INNPELL olarak adlandırılan proje kapsamı, Hükümet tarafından İşletme ve Çalışma Bakanlığı’nın rekabet gücü ajansı olan ACCIÓ aracılığıyla desteklenen ‘Katalonya’daki moda ve konut endüstrilerinin akıllı uzmanlaşması için RIS3CAT Topluluğu’ konsorsiyumu tarafından geliştirildi.
Proje liderlerinin yanı sıra Leather Química, Curtidos Badia, Compañia Arrentataria de Industrial Igualadina, Combalia, Miret, Curtits Aqualata ve Igualadina de Puració i Recuperació şirketleri de girişime katıldı.
A3 Deri İnovasyon Merkezi direktörü Anna Bacardit Dalmases , INNPELL’in küresel hedefinin “Döngüsel ekonomiyi deri sektörüne entegre etmek için yeni bir strateji üstlenmek” olduğunu açıklıyor ve “elde edilen sonuçların kullanılan kimyasalların azaltılmasına olanak sağladığını” vurguluyor. Her aşamada geleneksel süreçle karşılaştırıldığında”. Bu anlamda uzman, “mezbahadan gelen derinin, deri eşyalardan giyim veya ayakkabıya kadar farklı uygulamalar için bitmiş deriye dönüştüren geleneksel tabaklama işleminin, yıllar geçtikçe daha sürdürülebilir hale gelecek şekilde dönüştürüldüğünü, ancak bu sürecin artık daha sürdürülebilir hale geldiğini” hatırlatıyor . hâlâ büyük miktarlarda kimyasal madde kullanımına dayanıyor” dedi.

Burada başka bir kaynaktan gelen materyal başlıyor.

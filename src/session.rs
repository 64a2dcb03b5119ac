use std::sync::atomic::{AtomicU64, Ordering};
use std::sync::Arc;
use std::time::{Duration, SystemTime, UNIX_EPOCH};

use tokio::io::{AsyncBufReadExt, AsyncWrite, AsyncWriteExt, BufReader};
use tracing::{debug, info, warn};

use crate::command::{is_recognized, parse_command, ParsedCommand};
use crate::config::Config;
use crate::delivery::DeliveryManager;
use crate::envelope::{parse_helo_domain, parse_mail_from, parse_rcpt_to, MailFromError};
use crate::error::SessionError;
use crate::metrics::Metrics;
use crate::policy::{AddressPolicy, Recipient};

/// Monotonically increasing session id generator, shared by the acceptor.
pub fn next_session_id() -> u64 {
    static NEXT: AtomicU64 = AtomicU64::new(1);
    NEXT.fetch_add(1, Ordering::Relaxed)
}

/// The session's place in the envelope-and-data protocol.
#[derive(Debug, Clone, Copy, PartialEq, Eq)]
pub enum State {
    Greet,
    Ready,
    Mail,
    Data,
    Quit,
}

/// Per-connection protocol state, owned exclusively by the task running it.
pub struct Session {
    pub id: u64,
    state: State,
    remote_host: String,
    remote_domain: String,
    from: Option<String>,
    recipients: Vec<Recipient>,
    /// First write failure observed (displayed, not retained verbatim
    /// since `std::io::Error` isn't `Clone`); once set, further sends are
    /// suppressed and the session loop exits.
    send_error: Option<String>,
    config: Arc<Config>,
    policy: Arc<dyn AddressPolicy>,
    delivery: Arc<dyn DeliveryManager>,
    metrics: Arc<Metrics>,
}

/// Outcome of a bounded, idle-deadline-guarded read.
enum ReadOutcome<T> {
    Got(T),
    Eof,
    Timeout,
    TooLong,
    Io(SessionError),
}
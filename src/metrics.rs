use std::sync::atomic::{AtomicU64, Ordering};

/// Process-wide counters updated from session tasks without further
/// synchronisation, mirroring the four observability signals this server
/// commits to: live connections, accepted messages, protocol warnings, and
/// hard errors.
pub struct Metrics {
    pub connections_current: AtomicU64,
    pub received_total: AtomicU64,
    pub warns_total: AtomicU64,
    pub errors_total: AtomicU64,
}

impl Default for Metrics {
    fn default() -> Self {
        Self {
            connections_current: AtomicU64::new(0),
            received_total: AtomicU64::new(0),
            warns_total: AtomicU64::new(0),
            errors_total: AtomicU64::new(0),
        }
    }
}

impl Metrics {
    pub fn new() -> Self {
        Self::default()
    }

    pub fn connection_opened(&self) {
        self.connections_current.fetch_add(1, Ordering::Relaxed);
    }

    pub fn connection_closed(&self) {
        self.connections_current.fetch_sub(1, Ordering::Relaxed);
    }

    pub fn received(&self, count: u64) {
        self.received_total.fetch_add(count, Ordering::Relaxed);
    }

    pub fn warn(&self) {
        self.warns_total.fetch_add(1, Ordering::Relaxed);
    }

    pub fn error(&self) {
        self.errors_total.fetch_add(1, Ordering::Relaxed);
    }
}

#[cfg(test)]
mod tests {
    use super::*;

    #[test]
    fn connection_gauge_tracks_opens_and_closes() {
        let metrics = Metrics::new();
        metrics.connection_opened();
        metrics.connection_opened();
        metrics.connection_closed();
        assert_eq!(metrics.connections_current.load(Ordering::Relaxed), 1);
    }

    #[test]
    fn counters_accumulate() {
        let metrics = Metrics::new();
        metrics.received(3);
        metrics.warn();
        metrics.error();
        assert_eq!(metrics.received_total.load(Ordering::Relaxed), 3);
        assert_eq!(metrics.warns_total.load(Ordering::Relaxed), 1);
        assert_eq!(metrics.errors_total.load(Ordering::Relaxed), 1);
    }
}
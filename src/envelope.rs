//! Parsers for the envelope-bearing commands: HELO/EHLO, MAIL FROM (with
//! ESMTP parameters), and RCPT TO. These operate on the argument string
//! already split out by [`crate::command::parse_command`].

use std::collections::HashMap;

#[derive(Debug, PartialEq, Eq)]
pub enum HeloError {
    MissingArgument,
}

/// Extracts the HELO/EHLO domain: everything up to the first space in the
/// command argument, required to be non-empty.
pub fn parse_helo_domain(arg: &str) -> Result<&str, HeloError> {
    let domain = arg.split(' ').next().unwrap_or("");
    if domain.is_empty() {
        Err(HeloError::MissingArgument)
    } else {
        Ok(domain)
    }
}

#[derive(Debug, PartialEq, Eq)]
pub enum MailFromError {
    /// Doesn't match `FROM:<address>[ params]`, or the params tail parses
    /// to zero tokens despite being present — preserved intentionally, see
    /// the "trailing space, no KEY=VALUE" ambiguity this crate keeps.
    BadSyntax,
    /// A `SIZE=` parameter declared a message larger than the configured
    /// ceiling.
    SizeExceeded,
}

pub struct ParsedMailFrom {
    pub address: String,
    pub params: HashMap<String, String>,
}

/// Parses a `MAIL` command argument of the form `FROM:<address>[ params]`.
///
/// `address` admits either a bare run of non-`>` bytes (with `\>` treated
/// as an escaped, non-terminating `>`) or a quoted local part, `"…"@domain`,
/// where an embedded `>` does not terminate the address. `max_message_bytes`
/// is the ceiling a `SIZE=` parameter is checked against.
pub fn parse_mail_from(arg: &str, max_message_bytes: u64) -> Result<ParsedMailFrom, MailFromError> {
    // `str::get` (unlike range indexing) returns `None` instead of
    // panicking when byte offset 5 isn't a char boundary, which a
    // multi-byte UTF-8 argument (legal under 8BITMIME) can hit.
    let prefix = arg.get(..5).ok_or(MailFromError::BadSyntax)?;
    if !prefix.eq_ignore_ascii_case("from:") {
        return Err(MailFromError::BadSyntax);
    }
    let rest = &arg[5..];
    let (address, tail) = scan_bracketed_address(rest).ok_or(MailFromError::BadSyntax)?;
    if address.is_empty() {
        return Err(MailFromError::BadSyntax);
    }

    let params = if tail.trim().is_empty() {
        HashMap::new()
    } else {
        parse_esmtp_params(tail.trim()).ok_or(MailFromError::BadSyntax)?
    };

    if let Some(size) = params.get("SIZE") {
        // Per spec, SIZE is a signed 32-bit integer; a value that doesn't
        // fit is a syntax error, not an oversize message. A negative value
        // doesn't exceed max_message_bytes either, so it isn't a 552 — it's
        // simply not a size the ceiling check rejects.
        let size: i32 = size.parse().map_err(|_| MailFromError::BadSyntax)?;
        if size >= 0 && size as u64 > max_message_bytes {
            return Err(MailFromError::SizeExceeded);
        }
    }

    Ok(ParsedMailFrom {
        address: address.to_string(),
        params,
    })
}

/// Scans `<address>` off the front of `rest`, returning the address text
/// (without the brackets) and whatever follows the closing `>`. Handles an
/// escaped `\>` inside the address and a quoted local part where an
/// embedded `>` doesn't terminate the scan.
///
/// Quotes are paired up left-to-right before the scan starts: a `>` is only
/// shielded when it falls strictly between a quote and its matching close.
/// A lone, unmatched `"` (no closing quote anywhere in the argument) is just
/// an ordinary non-`>` byte under the `(\>|[^>])+` alternative, not the start
/// of an unterminated quoted span — otherwise an address like `a"b@ex` with
/// a stray quote would never find its terminating `>` and would be rejected
/// as malformed even though it's in the accepted language.
fn scan_bracketed_address(rest: &str) -> Option<(&str, &str)> {
    let rest = rest.strip_prefix('<')?;
    let bytes = rest.as_bytes();

    let quote_positions: Vec<usize> = bytes
        .iter()
        .enumerate()
        .filter(|&(_, &b)| b == b'"')
        .map(|(i, _)| i)
        .collect();
    let quoted_ranges: Vec<(usize, usize)> = quote_positions
        .chunks_exact(2)
        .map(|pair| (pair[0], pair[1]))
        .collect();
    let shielded = |i: usize| quoted_ranges.iter().any(|&(s, e)| i > s && i < e);

    let mut i = 0;
    while i < bytes.len() {
        match bytes[i] {
            b'\\' if i + 1 < bytes.len() && bytes[i + 1] == b'>' => {
                i += 2;
            }
            b'>' if !shielded(i) => {
                return Some((&rest[..i], &rest[i + 1..]));
            }
            _ => {
                i += 1;
            }
        }
    }
    None
}

/// Parses a whitespace-separated sequence of `KEY=VALUE` tokens into a
/// case-folded (uppercased key) map. Returns `None` if no token parses,
/// matching the source behaviour where a non-empty-but-unparseable params
/// tail rejects the whole command.
fn parse_esmtp_params(s: &str) -> Option<HashMap<String, String>> {
    let mut params = HashMap::new();
    for token in s.split_whitespace() {
        let (key, value) = token.split_once('=')?;
        if key.is_empty()
            || !key.chars().all(|c| c.is_ascii_alphanumeric())
            || !value.chars().all(|c| c.is_ascii_alphanumeric())
        {
            return None;
        }
        params.insert(key.to_ascii_uppercase(), value.to_string());
    }
    if params.is_empty() {
        None
    } else {
        Some(params)
    }
}

#[derive(Debug, PartialEq, Eq)]
pub enum RcptToError {
    BadSyntax,
}

/// Extracts the RCPT TO address: the argument must begin (case
/// insensitively) with `TO:`; the remainder is stripped of surrounding
/// `<>` and spaces and handed to the address policy unvalidated.
pub fn parse_rcpt_to(arg: &str) -> Result<String, RcptToError> {
    // Same char-boundary hazard as `parse_mail_from`'s `FROM:` prefix check.
    let prefix = arg.get(..3).ok_or(RcptToError::BadSyntax)?;
    if !prefix.eq_ignore_ascii_case("to:") {
        return Err(RcptToError::BadSyntax);
    }
    let address = arg[3..].trim_matches(|c| c == '<' || c == '>' || c == ' ');
    if address.is_empty() {
        return Err(RcptToError::BadSyntax);
    }
    Ok(address.to_string())
}
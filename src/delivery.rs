//! Delivery hand-off: the sink a session calls once a message is fully
//! received to persist it into a recipient's mailbox.

use std::collections::HashMap;
use std::sync::Mutex;

use thiserror::Error;

use crate::policy::Recipient;

#[derive(Debug, Error)]
pub enum DeliveryError {
    #[error("storage backend unavailable")]
    Unavailable,
}

/// Opaque identifier for a stored message, assigned by the backend.
pub type DeliveryId = u64;

/// Persists an assembled message into per-recipient storage.
///
/// Called once per recipient that wants the message stored
/// ([`Recipient::should_store`]); a failure for one recipient aborts the
/// remaining deliveries for that message without rolling back the ones
/// that already succeeded.
pub trait DeliveryManager: Send + Sync {
    fn deliver(
        &self,
        recipient: &Recipient,
        from: &str,
        recipients: &[Recipient],
        received_prefix: &str,
        body: &[u8],
    ) -> Result<DeliveryId, DeliveryError>;
}

/// A stored message as the in-memory backend keeps it.
#[derive(Debug, Clone)]
pub struct StoredMessage {
    pub id: DeliveryId,
    pub from: String,
    pub recipients: Vec<String>,
    pub data: Vec<u8>,
}

/// Default delivery backend: an in-memory, mailbox-addressed store keyed by
/// recipient local part. Enough to make the server runnable standalone;
/// a real deployment swaps in a persistent [`DeliveryManager`].
#[derive(Default)]
pub struct MemoryMailbox {
    inner: Mutex<MemoryMailboxState>,
}

#[derive(Default)]
struct MemoryMailboxState {
    next_id: DeliveryId,
    mailboxes: HashMap<String, Vec<StoredMessage>>,
}

impl MemoryMailbox {
    pub fn new() -> Self {
        Self::default()
    }

    /// Returns a snapshot of everything stored for `mailbox` (the recipient
    /// local part), oldest first.
    pub fn messages_for(&self, mailbox: &str) -> Vec<StoredMessage> {
        let state = self.inner.lock().expect("mailbox lock poisoned");
        state.mailboxes.get(mailbox).cloned().unwrap_or_default()
    }
}

impl DeliveryManager for MemoryMailbox {
    fn deliver(
        &self,
        recipient: &Recipient,
        from: &str,
        recipients: &[Recipient],
        received_prefix: &str,
        body: &[u8],
    ) -> Result<DeliveryId, DeliveryError> {
        let mut full = Vec::with_capacity(received_prefix.len() + body.len());
        full.extend_from_slice(received_prefix.as_bytes());
        full.extend_from_slice(body);

        let mut state = self.inner.lock().map_err(|_| DeliveryError::Unavailable)?;
        let id = state.next_id;
        state.next_id += 1;
        let message = StoredMessage {
            id,
            from: from.to_string(),
            recipients: recipients.iter().map(|r| r.address().to_string()).collect(),
            data: full,
        };
        state
            .mailboxes
            .entry(recipient.local_part().to_string())
            .or_default()
            .push(message);
        Ok(id)
    }
}
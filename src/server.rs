use std::sync::Arc;

use tokio::net::{TcpListener, TcpStream};
use tokio::sync::watch;
use tokio::task::JoinSet;
use tracing::{error, info};

use crate::config::Config;
use crate::delivery::DeliveryManager;
use crate::metrics::Metrics;
use crate::policy::AddressPolicy;
use crate::session::{next_session_id, Session};

/// Owns the TCP listener and the lifecycle of every session it spawns.
pub struct Server {
    config: Arc<Config>,
    policy: Arc<dyn AddressPolicy>,
    delivery: Arc<dyn DeliveryManager>,
    metrics: Arc<Metrics>,
}

impl Server {
    pub fn new(
        config: Arc<Config>,
        policy: Arc<dyn AddressPolicy>,
        delivery: Arc<dyn DeliveryManager>,
        metrics: Arc<Metrics>,
    ) -> Self {
        Self {
            config,
            policy,
            delivery,
            metrics,
        }
    }

    /// Binds the configured listen address. Split from [`Server::serve`]
    /// so callers (tests in particular) can discover the bound port before
    /// the accept loop starts, e.g. when `listen_addr`'s port is 0.
    pub async fn bind(&self) -> Result<TcpListener, std::io::Error> {
        let listener = TcpListener::bind(self.config.listen_addr).await?;
        info!(addr = %listener.local_addr()?, "listening for SMTP connections");
        Ok(listener)
    }

    /// Binds the configured address and accepts connections until
    /// `shutdown` fires, then waits for every live session to drain
    /// before returning.
    pub async fn run(&self, shutdown: watch::Receiver<bool>) -> Result<(), std::io::Error> {
        let listener = self.bind().await?;
        self.serve(listener, shutdown).await
    }

    /// Accepts connections on an already-bound listener until `shutdown`
    /// fires, then waits for every live session to drain before returning.
    pub async fn serve(
        &self,
        listener: TcpListener,
        mut shutdown: watch::Receiver<bool>,
    ) -> Result<(), std::io::Error> {
        let semaphore = Arc::new(tokio::sync::Semaphore::new(if self.config.max_connections > 0 {
            self.config.max_connections
        } else {
            tokio::sync::Semaphore::MAX_PERMITS
        }));

        let mut sessions = JoinSet::new();

        loop {
            tokio::select! {
                biased;
                _ = shutdown.changed() => {
                    info!("shutdown signal received, no longer accepting connections");
                    break;
                }
                accepted = listener.accept() => {
                    match accepted {
                        Ok((stream, peer_addr)) => {
                            self.spawn_session(&mut sessions, semaphore.clone(), stream, peer_addr.ip().to_string());
                        }
                        Err(e) => {
                            error!(error = %e, "accept error");
                        }
                    }
                }
            }
        }

        while sessions.join_next().await.is_some() {}
        Ok(())
    }

    fn spawn_session(
        &self,
        sessions: &mut JoinSet<()>,
        semaphore: Arc<tokio::sync::Semaphore>,
        stream: TcpStream,
        remote_host: String,
    ) {
        let id = next_session_id();
        let config = self.config.clone();
        let policy = self.policy.clone();
        let delivery = self.delivery.clone();
        let metrics = self.metrics.clone();

        sessions.spawn(async move {
            let permit = match semaphore.acquire_owned().await {
                Ok(permit) => permit,
                Err(_) => return,
            };
            metrics.connection_opened();
            info!(session = id, peer = %remote_host, "new connection");

            let mut session = Session::new(id, remote_host, config, policy, delivery, metrics.clone());
            session.run(stream).await;

            metrics.connection_closed();
            drop(permit);
        });
    }
}
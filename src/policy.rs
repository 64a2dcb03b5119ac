//! Recipient and sender address policy.
//!
//! The session consults an [`AddressPolicy`] to validate envelope addresses
//! and to decide, per recipient, whether the message should actually be
//! stored. This crate ships two policies so the server runs standalone:
//! [`PermissiveAddressPolicy`] accepts anything syntactically sound, and
//! [`DomainAddressPolicy`] additionally restricts recipients to an allowed
//! set of domains. A deployment wanting directory-backed validation
//! implements its own [`AddressPolicy`].

use std::collections::HashSet;

use thiserror::Error;

#[derive(Debug, Error, PartialEq, Eq)]
pub enum PolicyError {
    #[error("address syntax invalid")]
    BadSyntax,
    #[error("domain not accepted")]
    DomainRejected,
}

/// The policy's decorated view of a RCPT address: the raw address, its
/// local part, and whether the session should actually persist mail for it.
#[derive(Debug, Clone, PartialEq, Eq)]
pub struct Recipient {
    address: String,
    local_part: String,
    should_store: bool,
}

impl Recipient {
    pub fn new(address: String, local_part: String, should_store: bool) -> Self {
        Self {
            address,
            local_part,
            should_store,
        }
    }

    pub fn address(&self) -> &str {
        &self.address
    }

    pub fn local_part(&self) -> &str {
        &self.local_part
    }

    pub fn should_store(&self) -> bool {
        self.should_store
    }
}

/// Validates and classifies envelope addresses.
///
/// Implementations are consulted read-only from every session task; they
/// must be `Send + Sync` and safe to share behind an `Arc`.
pub trait AddressPolicy: Send + Sync {
    /// Validates a MAIL FROM address, returning its local part and domain
    /// (domain may be empty for a local-only address such as `postmaster`).
    fn parse_email_address(&self, text: &str) -> Result<(String, String), PolicyError>;

    /// Constructs a decorated [`Recipient`] from a RCPT TO address, or
    /// rejects it outright.
    fn new_recipient(&self, text: &str) -> Result<Recipient, PolicyError>;
}

/// Splits `local@domain`, tolerating a bare local part with no `@` at all
/// (e.g. `postmaster`), matching RFC 821 local addressing.
fn split_address(text: &str) -> Result<(String, String), PolicyError> {
    if text.is_empty() || text.contains(char::is_whitespace) {
        return Err(PolicyError::BadSyntax);
    }
    match text.rsplit_once('@') {
        Some((local, domain)) => {
            if local.is_empty() || domain.is_empty() {
                return Err(PolicyError::BadSyntax);
            }
            Ok((local.to_string(), domain.to_string()))
        }
        None => Ok((text.to_string(), String::new())),
    }
}

/// Accepts any syntactically valid address and always stores it. The
/// default policy so the server is runnable without configuration.
#[derive(Debug, Default, Clone, Copy)]
pub struct PermissiveAddressPolicy;

impl AddressPolicy for PermissiveAddressPolicy {
    fn parse_email_address(&self, text: &str) -> Result<(String, String), PolicyError> {
        split_address(text)
    }

    fn new_recipient(&self, text: &str) -> Result<Recipient, PolicyError> {
        let (local, _domain) = split_address(text)?;
        Ok(Recipient::new(text.to_string(), local, true))
    }
}

/// Restricts recipients to a configured set of accepted domains (case
/// folded), storing mail only for addresses whose domain is in the set.
/// Addresses for other domains are rejected at RCPT TO rather than merely
/// not stored, matching the "decline early" posture of admission policies
/// in this space.
#[derive(Debug, Clone)]
pub struct DomainAddressPolicy {
    accepted_domains: HashSet<String>,
}

impl DomainAddressPolicy {
    pub fn new(accepted_domains: HashSet<String>) -> Self {
        Self {
            accepted_domains: accepted_domains
                .into_iter()
                .map(|d| d.to_lowercase())
                .collect(),
        }
    }
}

impl AddressPolicy for DomainAddressPolicy {
    fn parse_email_address(&self, text: &str) -> Result<(String, String), PolicyError> {
        split_address(text)
    }

    fn new_recipient(&self, text: &str) -> Result<Recipient, PolicyError> {
        let (local, domain) = split_address(text)?;
        if domain.is_empty() || !self.accepted_domains.contains(&domain.to_lowercase()) {
            return Err(PolicyError::DomainRejected);
        }
        Ok(Recipient::new(text.to_string(), local, true))
    }
}

#[cfg(test)]
mod tests {
    use super::*;

    #[test]
    fn permissive_accepts_local_and_domain_addresses() {
        let policy = PermissiveAddressPolicy;
        assert!(policy.new_recipient("user@example.com").is_ok());
        assert!(policy.new_recipient("postmaster").is_ok());
    }

    #[test]
    fn permissive_rejects_empty_or_whitespace() {
        let policy = PermissiveAddressPolicy;
        assert_eq!(policy.new_recipient("").unwrap_err(), PolicyError::BadSyntax);
        assert!(policy.new_recipient("has space@example.com").is_err());
    }

    #[test]
    fn domain_policy_accepts_listed_domain_only() {
        let policy = DomainAddressPolicy::new(["example.com".to_string()].into_iter().collect());
        assert!(policy.new_recipient("user@example.com").is_ok());
        assert_eq!(
            policy.new_recipient("user@evil.com").unwrap_err(),
            PolicyError::DomainRejected
        );
    }

    #[test]
    fn domain_policy_rejects_local_only_address() {
        let policy = DomainAddressPolicy::new(["example.com".to_string()].into_iter().collect());
        assert_eq!(
            policy.new_recipient("postmaster").unwrap_err(),
            PolicyError::DomainRejected
        );
    }

    #[test]
    fn recipient_exposes_should_store_and_local_part() {
        let r = Recipient::new("user@example.com".to_string(), "user".to_string(), true);
        assert_eq!(r.address(), "user@example.com");
        assert_eq!(r.local_part(), "user");
        assert!(r.should_store());
    }
}
use std::env;
use std::net::SocketAddr;

/// Server configuration loaded from environment variables.
#[derive(Clone)]
pub struct Config {
    /// Address to listen on (e.g. 0.0.0.0:2500).
    pub listen_addr: SocketAddr,
    /// Greeting/Received-by domain name.
    pub domain: String,
    /// Maximum message body size in bytes, enforced via ESMTP SIZE and
    /// during DATA ingestion.
    pub max_message_bytes: u64,
    /// Maximum RCPT TO recipients per message.
    pub max_recipients: usize,
    /// Idle timeout applied to every read and write.
    pub max_idle_secs: u64,
    /// Maximum concurrent connections. 0 = unlimited.
    pub max_connections: usize,
    /// Maximum line length in bytes for SMTP command reads.
    pub max_line_length: usize,
    /// Metrics reporting interval in seconds. Set to 0 to disable.
    pub metrics_interval_secs: u64,
}

impl Config {
    /// Load configuration from environment variables, falling back to
    /// sane defaults for everything but the listen address.
    pub fn from_env() -> Self {
        let listen_addr = env::var("LISTEN_ADDR")
            .unwrap_or_else(|_| "0.0.0.0:2500".to_string())
            .parse()
            .expect("LISTEN_ADDR must be a valid socket address");

        let domain = env::var("DOMAIN").unwrap_or_else(|_| "inbucket".to_string());

        let max_message_bytes = env::var("MAX_MESSAGE_BYTES")
            .ok()
            .and_then(|v| v.parse().ok())
            .unwrap_or(10 * 1024 * 1024); // 10MB

        let max_recipients = env::var("MAX_RECIPIENTS")
            .ok()
            .and_then(|v| v.parse().ok())
            .unwrap_or(100);

        let max_idle_secs = env::var("MAX_IDLE_SECS")
            .ok()
            .and_then(|v| v.parse().ok())
            .unwrap_or(300); // 5 minutes

        let max_connections = env::var("MAX_CONNECTIONS")
            .ok()
            .and_then(|v| v.parse().ok())
            .unwrap_or(1000);

        let max_line_length = env::var("MAX_LINE_LENGTH")
            .ok()
            .and_then(|v| v.parse().ok())
            .unwrap_or(1024);

        let metrics_interval_secs = env::var("METRICS_INTERVAL_SECS")
            .ok()
            .and_then(|v| v.parse().ok())
            .unwrap_or(60);

        Config {
            listen_addr,
            domain,
            max_message_bytes,
            max_recipients,
            max_idle_secs,
            max_connections,
            max_line_length,
            metrics_interval_secs,
        }
    }
}

#[cfg(test)]
mod tests {
    use super::*;

    #[test]
    fn defaults_when_optional_vars_unset() {
        // LISTEN_ADDR has a default too, so from_env() never panics here.
        let config = Config {
            listen_addr: "0.0.0.0:2500".parse().unwrap(),
            domain: "inbucket".to_string(),
            max_message_bytes: 10 * 1024 * 1024,
            max_recipients: 100,
            max_idle_secs: 300,
            max_connections: 1000,
            max_line_length: 1024,
            metrics_interval_secs: 60,
        };
        assert_eq!(config.domain, "inbucket");
        assert_eq!(config.max_recipients, 100);
    }
}
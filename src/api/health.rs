//! Health check endpoint for load balancers

use axum::response::Json;
use axum::routing::get;
use axum::Router;
use serde::Serialize;

/// Simple health response
#[derive(Debug, Serialize)]
pub struct HealthResponse {
    pub status: &'static str,
    pub version: &'static str,
}

async fn health_check() -> Json<HealthResponse> {
    Json(HealthResponse {
        status: "healthy",
        version: env!("CARGO_PKG_VERSION"),
    })
}

/// Create health routes
pub fn health_routes() -> Router {
    Router::new().route("/health", get(health_check))
}
//! Server initialization and run loop

use super::config::AppConfig;
use anyhow::{Context, Result};
use axum::{Extension, Router};
use relay_channels::util::yes_no;
use relay_channels::{OutboundApi, WebhookHandler, WhatsAppBusinessAdapter};
use std::net::SocketAddr;
use std::sync::Arc;
use tower_http::trace::TraceLayer;
use tracing::info;

/// Build the HTTP router around a webhook handler
pub fn build_router(handler: Arc<WebhookHandler>) -> Router {
    Router::new()
        .merge(crate::api::webhooks_routes())
        .merge(crate::api::health_routes())
        .layer(Extension(handler))
        .layer(TraceLayer::new_for_http())
}

/// Wire the outbound client and the webhook handler from configuration
pub fn build_handler(config: &AppConfig) -> Result<Arc<WebhookHandler>> {
    let adapter = WhatsAppBusinessAdapter::new(config.whatsapp.clone())
        .context("Failed to create WhatsApp Business adapter")?;
    let api: Arc<dyn OutboundApi> = Arc::new(adapter);

    Ok(Arc::new(WebhookHandler::new(&config.whatsapp, api)))
}

/// Serve until a shutdown signal arrives
pub async fn serve(config: AppConfig) -> Result<()> {
    let handler = build_handler(&config)?;
    let app = build_router(handler);

    let addr: SocketAddr = format!("{}:{}", config.server.host, config.server.port)
        .parse()
        .context("Invalid server address")?;

    let listener = tokio::net::TcpListener::bind(addr)
        .await
        .context("Failed to bind to address")?;

    info!("Server listening on http://{}", addr);
    let phone_number_id = match config.whatsapp.phone_number_id.as_str() {
        "" => "NOT SET",
        id => id,
    };
    info!(
        phone_number_id,
        token_configured = yes_no(config.whatsapp.has_access_token()),
        "WhatsApp relay ready"
    );

    axum::serve(listener, app)
        .with_graceful_shutdown(wait_for_shutdown_signal())
        .await
        .context("HTTP server error")?;

    info!("Relay shutdown complete");
    Ok(())
}

/// Resolve on Ctrl+C or SIGTERM
async fn wait_for_shutdown_signal() {
    let ctrl_c = async {
        if let Err(e) = tokio::signal::ctrl_c().await {
            tracing::error!(error = %e, "Failed to install Ctrl+C handler");
            std::future::pending::<()>().await;
        }
    };

    #[cfg(unix)]
    let terminate = async {
        match tokio::signal::unix::signal(tokio::signal::unix::SignalKind::terminate()) {
            Ok(mut signal) => {
                signal.recv().await;
            }
            Err(e) => {
                tracing::error!(error = %e, "Failed to install SIGTERM handler");
                std::future::pending::<()>().await;
            }
        }
    };

    #[cfg(not(unix))]
    let terminate = std::future::pending::<()>();

    tokio::select! {
        _ = ctrl_c => {
            info!("Received Ctrl+C signal");
        }
        _ = terminate => {
            info!("Received SIGTERM signal");
        }
    }
}

#[cfg(test)]
mod tests {
    use super::*;
    use crate::server::config::ServerConfig;
    use axum::body::Body;
    use axum::http::{Request, StatusCode};
    use relay_channels::WhatsAppBusinessConfig;
    use tower::ServiceExt;

    #[tokio::test]
    async fn test_router_from_config() {
        let config = AppConfig {
            server: ServerConfig::default(),
            whatsapp: WhatsAppBusinessConfig::new("token", "123").with_verify_token("v"),
        };
        let app = build_router(build_handler(&config).unwrap());

        let response = app
            .clone()
            .oneshot(
                Request::get("/?hub.mode=subscribe&hub.verify_token=v&hub.challenge=ok")
                    .body(Body::empty())
                    .unwrap(),
            )
            .await
            .unwrap();
        assert_eq!(response.status(), StatusCode::OK);

        let response = app
            .oneshot(Request::get("/health").body(Body::empty()).unwrap())
            .await
            .unwrap();
        assert_eq!(response.status(), StatusCode::OK);
    }
}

Projenin üç yılı boyunca Katalan konsorsiyumu, deri tabaklama prosesinin farklı aşamalarındaki iyileştirmelerin uygulanmasını araştırdı ve verimliliğini hem laboratuvar ölçeğinde hem de katılımcı şirketler tarafından yapılan pilot testlerde doğruladı. Bu nedenle, konsorsiyum tarafından geliştirilen taze deriyi korumaya yönelik yeni işlem, daha az kimyasal kullanıyor ve özellikle tuz içermiyor ; çünkü klorür konsantrasyonunda %98’lik bir azalmaya izin veren daha sürdürülebilir bir sentetik alternatif kullanıyor ve bunun sonucunda aynı zamanda atık su üzerindeki etkisini de azaltır.
Ayrıca yeni metodoloji, tabaklama prosesi boyunca kullanılan toplam süreyi %15 azaltarak daha hızlı bir üretim prosesine ulaşmayı mümkün kılıyor . Yakın gelecekte konsorsiyum, bu yeni ve daha sürdürülebilir süreci takiben üretilen deri prototiplerinin validasyonunu tamamlamayı umuyor, böylece metodoloji Katalan tabaklama sektöründe endüstriyel ölçekte uygulanabilecek.
INNPELL, diğer katı organik atıkların yanı sıra tabaklama işleminden kalan saçlarda olduğu gibi sektördeki atıkların da yeniden değerlendirilerek ikinci bir hayat kazandırılmasını hedefledi. Bacardit’in açıkladığı gibi proje, “kimyasal olarak işlendikten sonra tarım-gıda sektörü için gübre, kozmetik olarak kullanılabilecek bir protein kaynağı haline gelebilecek olan süreçten saç ve katı organik atıkların geri kazanılması” üzerinde çalışıyor. hatta deri yeniden tabaklamada bile yeni kullanım alanları sağlanabilir” diyor. Bu katı atıklar %100 yeniden kullanılabilir çünkü “kimyasal ve krom içermezler”; bu, tüm arıtma süreci boyunca “döngüsellik döngüsünün kapatılmasına” olanak tanıyan daha sürdürülebilir önlemlerin uygulanmasının sonucudur.
Proje ile ilgili olarak, diğerlerinin yanı sıra sülfürler, çözücüler veya aldehitler gibi daha toksik olduğu düşünülen kimyasalların süreçten çıkarılması mümkün olmuştur ve bunların yerini çevreye ve sağlığa daha saygılı alternatifler almıştır.